[Dataset entries]
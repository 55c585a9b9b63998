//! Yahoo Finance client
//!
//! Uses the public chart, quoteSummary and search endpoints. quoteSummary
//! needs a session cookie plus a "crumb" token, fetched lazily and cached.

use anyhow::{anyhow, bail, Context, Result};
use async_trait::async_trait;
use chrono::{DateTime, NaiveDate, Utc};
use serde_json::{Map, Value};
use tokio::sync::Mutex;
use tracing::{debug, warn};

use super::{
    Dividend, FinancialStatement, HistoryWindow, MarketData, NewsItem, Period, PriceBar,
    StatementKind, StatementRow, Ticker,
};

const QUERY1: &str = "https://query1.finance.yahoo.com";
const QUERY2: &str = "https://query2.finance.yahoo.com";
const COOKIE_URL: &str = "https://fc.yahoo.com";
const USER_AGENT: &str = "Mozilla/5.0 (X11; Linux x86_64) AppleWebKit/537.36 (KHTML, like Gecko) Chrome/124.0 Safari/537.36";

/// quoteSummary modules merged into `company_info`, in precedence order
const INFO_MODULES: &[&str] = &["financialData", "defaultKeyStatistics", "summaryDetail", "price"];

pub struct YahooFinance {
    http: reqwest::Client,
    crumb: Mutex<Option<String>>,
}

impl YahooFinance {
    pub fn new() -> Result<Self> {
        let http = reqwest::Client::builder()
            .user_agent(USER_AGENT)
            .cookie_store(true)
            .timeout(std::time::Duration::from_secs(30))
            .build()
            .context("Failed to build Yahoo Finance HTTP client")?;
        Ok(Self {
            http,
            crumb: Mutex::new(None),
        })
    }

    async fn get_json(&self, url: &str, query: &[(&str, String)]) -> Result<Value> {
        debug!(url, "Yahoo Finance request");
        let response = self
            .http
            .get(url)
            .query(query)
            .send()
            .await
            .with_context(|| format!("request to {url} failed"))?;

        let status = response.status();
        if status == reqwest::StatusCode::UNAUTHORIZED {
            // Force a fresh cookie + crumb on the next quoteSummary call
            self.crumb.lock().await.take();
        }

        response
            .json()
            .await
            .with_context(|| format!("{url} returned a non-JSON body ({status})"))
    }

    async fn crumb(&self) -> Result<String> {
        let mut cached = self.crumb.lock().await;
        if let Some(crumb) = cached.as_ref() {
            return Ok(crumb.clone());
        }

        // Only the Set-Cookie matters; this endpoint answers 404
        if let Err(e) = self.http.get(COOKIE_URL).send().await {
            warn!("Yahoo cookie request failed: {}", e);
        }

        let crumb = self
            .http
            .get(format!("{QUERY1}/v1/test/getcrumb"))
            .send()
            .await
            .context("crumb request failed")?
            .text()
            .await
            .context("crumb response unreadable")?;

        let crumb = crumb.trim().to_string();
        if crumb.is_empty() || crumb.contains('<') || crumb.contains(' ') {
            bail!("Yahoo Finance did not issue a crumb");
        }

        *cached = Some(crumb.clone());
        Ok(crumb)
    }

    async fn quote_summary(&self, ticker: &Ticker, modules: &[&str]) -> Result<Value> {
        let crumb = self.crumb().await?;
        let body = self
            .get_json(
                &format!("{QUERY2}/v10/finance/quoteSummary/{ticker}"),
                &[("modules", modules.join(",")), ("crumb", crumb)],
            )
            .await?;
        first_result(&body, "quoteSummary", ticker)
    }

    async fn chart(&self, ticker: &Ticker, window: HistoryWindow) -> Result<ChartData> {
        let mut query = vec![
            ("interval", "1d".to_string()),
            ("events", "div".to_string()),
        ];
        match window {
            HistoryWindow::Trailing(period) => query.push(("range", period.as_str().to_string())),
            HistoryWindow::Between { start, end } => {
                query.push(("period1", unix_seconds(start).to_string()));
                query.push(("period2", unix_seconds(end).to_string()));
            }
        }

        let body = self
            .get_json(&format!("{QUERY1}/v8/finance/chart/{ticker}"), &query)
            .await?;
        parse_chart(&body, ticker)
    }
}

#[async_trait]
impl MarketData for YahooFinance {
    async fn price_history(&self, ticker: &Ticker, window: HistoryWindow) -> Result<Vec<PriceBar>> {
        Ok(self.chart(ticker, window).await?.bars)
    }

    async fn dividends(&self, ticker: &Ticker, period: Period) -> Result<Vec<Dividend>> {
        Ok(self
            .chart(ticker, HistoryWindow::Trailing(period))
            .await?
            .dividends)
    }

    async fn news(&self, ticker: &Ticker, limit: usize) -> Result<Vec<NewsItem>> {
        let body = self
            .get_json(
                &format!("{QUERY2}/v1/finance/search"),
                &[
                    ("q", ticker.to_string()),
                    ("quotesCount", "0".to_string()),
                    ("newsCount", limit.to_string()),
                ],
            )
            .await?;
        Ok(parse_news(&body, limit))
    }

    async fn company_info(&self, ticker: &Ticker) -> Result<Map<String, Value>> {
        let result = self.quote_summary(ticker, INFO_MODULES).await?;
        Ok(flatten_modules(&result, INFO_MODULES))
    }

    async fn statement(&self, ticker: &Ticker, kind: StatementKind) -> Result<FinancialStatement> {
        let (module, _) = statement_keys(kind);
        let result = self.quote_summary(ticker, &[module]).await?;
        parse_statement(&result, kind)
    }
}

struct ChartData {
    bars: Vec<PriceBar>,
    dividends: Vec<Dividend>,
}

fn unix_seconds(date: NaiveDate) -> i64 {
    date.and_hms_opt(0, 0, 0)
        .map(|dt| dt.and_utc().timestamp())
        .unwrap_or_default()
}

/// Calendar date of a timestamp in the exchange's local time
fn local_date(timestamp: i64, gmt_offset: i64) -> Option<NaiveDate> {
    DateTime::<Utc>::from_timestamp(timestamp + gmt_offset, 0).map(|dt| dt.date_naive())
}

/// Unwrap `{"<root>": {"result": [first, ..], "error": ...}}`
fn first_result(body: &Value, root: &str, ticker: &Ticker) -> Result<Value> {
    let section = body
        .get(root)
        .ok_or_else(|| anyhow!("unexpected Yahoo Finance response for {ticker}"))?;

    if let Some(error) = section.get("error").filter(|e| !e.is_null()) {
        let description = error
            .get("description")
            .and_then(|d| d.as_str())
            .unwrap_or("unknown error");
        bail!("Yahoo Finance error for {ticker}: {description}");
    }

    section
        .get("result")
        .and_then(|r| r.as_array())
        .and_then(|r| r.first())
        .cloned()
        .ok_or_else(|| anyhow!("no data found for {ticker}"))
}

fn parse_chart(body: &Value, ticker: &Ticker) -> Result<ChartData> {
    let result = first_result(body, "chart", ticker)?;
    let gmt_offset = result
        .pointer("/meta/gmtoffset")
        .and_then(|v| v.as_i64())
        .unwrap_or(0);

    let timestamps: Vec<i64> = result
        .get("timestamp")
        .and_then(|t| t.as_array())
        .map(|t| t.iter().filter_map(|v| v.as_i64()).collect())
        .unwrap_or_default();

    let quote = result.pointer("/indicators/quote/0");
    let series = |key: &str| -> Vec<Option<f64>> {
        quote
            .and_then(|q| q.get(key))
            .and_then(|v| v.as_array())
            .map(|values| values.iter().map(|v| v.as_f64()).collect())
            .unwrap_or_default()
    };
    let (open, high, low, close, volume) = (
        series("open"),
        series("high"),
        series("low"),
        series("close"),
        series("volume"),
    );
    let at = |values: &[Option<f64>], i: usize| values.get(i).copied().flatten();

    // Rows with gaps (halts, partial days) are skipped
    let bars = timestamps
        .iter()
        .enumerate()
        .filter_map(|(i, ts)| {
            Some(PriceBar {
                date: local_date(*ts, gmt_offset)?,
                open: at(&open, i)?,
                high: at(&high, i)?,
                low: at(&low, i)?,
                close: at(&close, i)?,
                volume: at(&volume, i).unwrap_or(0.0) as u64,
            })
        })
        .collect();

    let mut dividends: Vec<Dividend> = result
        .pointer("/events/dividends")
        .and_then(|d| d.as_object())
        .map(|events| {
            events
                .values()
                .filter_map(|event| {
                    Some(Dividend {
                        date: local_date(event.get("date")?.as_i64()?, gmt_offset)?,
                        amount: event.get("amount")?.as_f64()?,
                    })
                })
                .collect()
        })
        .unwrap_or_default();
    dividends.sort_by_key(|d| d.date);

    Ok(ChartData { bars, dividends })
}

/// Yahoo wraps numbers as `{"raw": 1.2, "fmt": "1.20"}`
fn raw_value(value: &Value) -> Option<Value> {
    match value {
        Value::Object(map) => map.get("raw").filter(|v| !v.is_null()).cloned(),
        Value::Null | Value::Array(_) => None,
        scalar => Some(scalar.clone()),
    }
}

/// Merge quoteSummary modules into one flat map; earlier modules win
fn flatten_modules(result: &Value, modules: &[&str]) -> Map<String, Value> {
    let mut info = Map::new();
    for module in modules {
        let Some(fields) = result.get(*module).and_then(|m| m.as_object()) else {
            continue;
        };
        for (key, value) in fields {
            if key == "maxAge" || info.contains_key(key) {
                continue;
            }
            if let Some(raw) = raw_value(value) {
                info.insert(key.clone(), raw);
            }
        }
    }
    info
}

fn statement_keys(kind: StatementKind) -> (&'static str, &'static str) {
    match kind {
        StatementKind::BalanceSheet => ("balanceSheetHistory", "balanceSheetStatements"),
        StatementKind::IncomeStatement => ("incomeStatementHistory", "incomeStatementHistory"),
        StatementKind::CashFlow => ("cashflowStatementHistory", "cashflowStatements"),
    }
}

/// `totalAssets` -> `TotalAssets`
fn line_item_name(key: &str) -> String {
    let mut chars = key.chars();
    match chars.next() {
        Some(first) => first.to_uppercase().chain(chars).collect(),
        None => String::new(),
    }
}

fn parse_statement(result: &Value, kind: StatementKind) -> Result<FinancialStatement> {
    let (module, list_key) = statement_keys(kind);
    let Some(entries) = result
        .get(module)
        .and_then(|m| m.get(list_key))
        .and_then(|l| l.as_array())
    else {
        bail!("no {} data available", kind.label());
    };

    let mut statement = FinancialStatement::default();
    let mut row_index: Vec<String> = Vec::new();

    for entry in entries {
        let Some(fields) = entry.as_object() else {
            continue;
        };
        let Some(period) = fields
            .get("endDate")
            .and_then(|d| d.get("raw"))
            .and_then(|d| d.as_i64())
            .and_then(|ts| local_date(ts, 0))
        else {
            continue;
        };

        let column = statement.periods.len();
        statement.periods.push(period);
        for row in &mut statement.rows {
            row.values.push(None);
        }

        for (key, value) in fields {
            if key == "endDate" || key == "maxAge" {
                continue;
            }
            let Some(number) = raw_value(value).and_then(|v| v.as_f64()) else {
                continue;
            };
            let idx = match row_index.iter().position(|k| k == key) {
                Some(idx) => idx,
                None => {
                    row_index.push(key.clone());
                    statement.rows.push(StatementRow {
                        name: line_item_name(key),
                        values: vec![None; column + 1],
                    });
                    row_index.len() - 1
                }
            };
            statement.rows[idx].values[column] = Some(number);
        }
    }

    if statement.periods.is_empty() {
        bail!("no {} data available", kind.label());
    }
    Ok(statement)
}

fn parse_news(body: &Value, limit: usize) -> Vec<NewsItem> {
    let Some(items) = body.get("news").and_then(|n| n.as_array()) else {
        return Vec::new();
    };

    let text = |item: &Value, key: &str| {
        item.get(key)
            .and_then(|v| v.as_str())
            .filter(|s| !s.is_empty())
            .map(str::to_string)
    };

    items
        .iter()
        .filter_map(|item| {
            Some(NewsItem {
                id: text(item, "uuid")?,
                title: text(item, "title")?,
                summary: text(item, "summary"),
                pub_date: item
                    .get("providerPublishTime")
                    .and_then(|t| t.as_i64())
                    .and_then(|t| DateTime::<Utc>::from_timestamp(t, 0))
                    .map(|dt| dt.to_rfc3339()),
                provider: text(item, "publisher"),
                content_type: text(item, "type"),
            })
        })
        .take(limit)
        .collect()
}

--

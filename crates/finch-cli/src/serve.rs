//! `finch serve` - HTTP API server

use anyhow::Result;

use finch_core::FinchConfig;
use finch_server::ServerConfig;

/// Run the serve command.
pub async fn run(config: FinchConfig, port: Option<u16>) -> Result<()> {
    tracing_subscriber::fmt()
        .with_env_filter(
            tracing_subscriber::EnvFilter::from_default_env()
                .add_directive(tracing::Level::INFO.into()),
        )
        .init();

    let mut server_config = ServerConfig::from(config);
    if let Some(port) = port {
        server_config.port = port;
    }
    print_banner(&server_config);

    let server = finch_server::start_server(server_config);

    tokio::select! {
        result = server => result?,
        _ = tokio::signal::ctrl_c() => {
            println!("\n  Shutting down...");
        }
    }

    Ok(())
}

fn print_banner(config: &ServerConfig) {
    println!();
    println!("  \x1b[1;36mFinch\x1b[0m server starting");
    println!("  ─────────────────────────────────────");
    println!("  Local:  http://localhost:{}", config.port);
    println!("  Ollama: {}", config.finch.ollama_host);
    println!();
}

[Task item] Look through the entries and return every line where "PriceBar" appears.

[Solved problem]
    Dividend, FinancialStatement, HistoryWindow, MarketData, NewsItem, Period, PriceBar,
    async fn price_history(&self, ticker: &Ticker, window: HistoryWindow) -> Result<Vec<PriceBar>> {
    bars: Vec<PriceBar>,
            Some(PriceBar {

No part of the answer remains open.